** INFORMATION SHOWN follows **

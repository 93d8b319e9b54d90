use std::any::TypeId;

use log::debug;

pub mod commands;
pub mod components;
pub mod config;
pub mod entity;
pub mod error;
pub mod query;
pub mod scheduler;
pub mod storage;
pub mod systems;
pub mod time;
pub mod world;


pub use commands::{CommandBuffer, EntityRef, Placeholder, PlaceholderMap};
pub use components::{Component, ComponentId, Name};
pub use config::EcsConfig;
pub use entity::{Entity, IntoEntity};
pub use error::{EcsError, ScheduleError};
pub use scheduler::{Phase, SystemConfig, SystemId};
pub use tessera_ecs_macros::Component;
pub use time::Time;
pub use world::World;

use scheduler::Scheduler;
use systems::{IntoSystem, System};

/// A world together with the systems that run on it.
pub struct ECS {
  scheduler: Scheduler,
  world: World,
}

pub struct ECSBuilder {
  scheduler: Scheduler,
  world: World,
  config: EcsConfig,
  sync_system_exec: bool,
}

impl ECS {
  pub fn builder() -> ECSBuilder {
    ECSBuilder::new()
  }

  /// Runs every phase once, `delta` being the seconds since the last update.
  pub fn update(&mut self, delta: f32) {
    self.scheduler.run(&mut self.world, delta);
  }

  pub fn add_system<I, S: System + 'static>(
    &mut self,
    system: impl IntoSystem<I, System = S>,
    config: impl Into<SystemConfig>,
  ) -> Result<SystemId, ScheduleError> {
    self.scheduler.add_system(
      &mut self.world,
      Box::new(system.into_system()),
      config.into(),
    )
  }

  pub fn remove_system(&mut self, name: &str) -> Result<bool, ScheduleError> {
    self.scheduler.remove_system(name)
  }

  pub fn world(&self) -> &World {
    &self.world
  }

  pub fn world_mut(&mut self) -> &mut World {
    &mut self.world
  }

  pub fn create_entity(&mut self, entity: impl IntoEntity) -> Entity {
    self.world.create_entity(entity)
  }

  pub fn set_resource<R: Send + Sync + 'static>(&mut self, res: R) {
    self.world.set_resource(res);
  }

  pub fn get_resource<R: 'static>(&self) -> Option<&R> {
    self.world.get_resource()
  }

  pub fn get_resource_mut<R: 'static>(&mut self) -> Option<&mut R> {
    self.world.get_resource_mut()
  }

  pub fn phase_order(&self, phase: Phase) -> Vec<&str> {
    self.scheduler.phase_order(phase)
  }

  /// Systems of `phase` grouped by the batches they run in.
  pub fn phase_batches(&self, phase: Phase) -> Vec<Vec<&str>> {
    self.scheduler.phase_batches(phase)
  }

  pub fn is_parallel(&self) -> bool {
    self.scheduler.is_parallel()
  }

  /// Feature `C` the system called `name` exposes through
  /// [`System::capability`].
  pub fn system_capability<C: 'static>(&self, name: &str) -> Option<&C> {
    self
      .scheduler
      .capability(name, TypeId::of::<C>())?
      .downcast_ref()
  }

  pub fn has_system_capability<C: 'static>(&self, name: &str) -> bool {
    self.system_capability::<C>(name).is_some()
  }
}

impl Default for ECSBuilder {
  fn default() -> Self {
    Self::new()
  }
}

impl ECSBuilder {
  pub fn new() -> Self {
    Self::with_config(EcsConfig::default())
  }

  pub fn with_config(config: EcsConfig) -> Self {
    Self {
      scheduler: Scheduler::new(&config),
      world: World::with_config(&config),
      config,
      sync_system_exec: false,
    }
  }

  /// Runs every system on the calling thread, one after another.
  pub fn sync_system_exec(&mut self, value: bool) {
    self.sync_system_exec = value;
  }

  pub fn add_system<I, S: System + 'static>(
    &mut self,
    system: impl IntoSystem<I, System = S>,
    config: impl Into<SystemConfig>,
  ) -> Result<SystemId, ScheduleError> {
    self.scheduler.add_system(
      &mut self.world,
      Box::new(system.into_system()),
      config.into(),
    )
  }

  pub fn add_resource<R: Send + Sync + 'static>(&mut self, res: R) {
    self.world.add_resource(res);
  }

  pub fn create_entity(&mut self, entity: impl IntoEntity) -> Entity {
    self.world.create_entity(entity)
  }

  pub fn world_mut(&mut self) -> &mut World {
    &mut self.world
  }

  pub fn build(mut self) -> ECS {
    if !self.sync_system_exec && self.config.uses_worker_pool() {
      self.scheduler.start_workers(self.config.worker_threads);
    } else {
      debug!("Initializing Scheduler for sync Execution");
    }
    self.world.add_resource(Time::default());

    ECS {
      scheduler: self.scheduler,
      world: self.world,
    }
  }
}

** End of INFORMATION SHOWN **

— EXERCISE OBJECTIVE —
For the listing shown above, count the lines that contain the word "EcsConfig" and supply only the result.

— OUTPUT —
4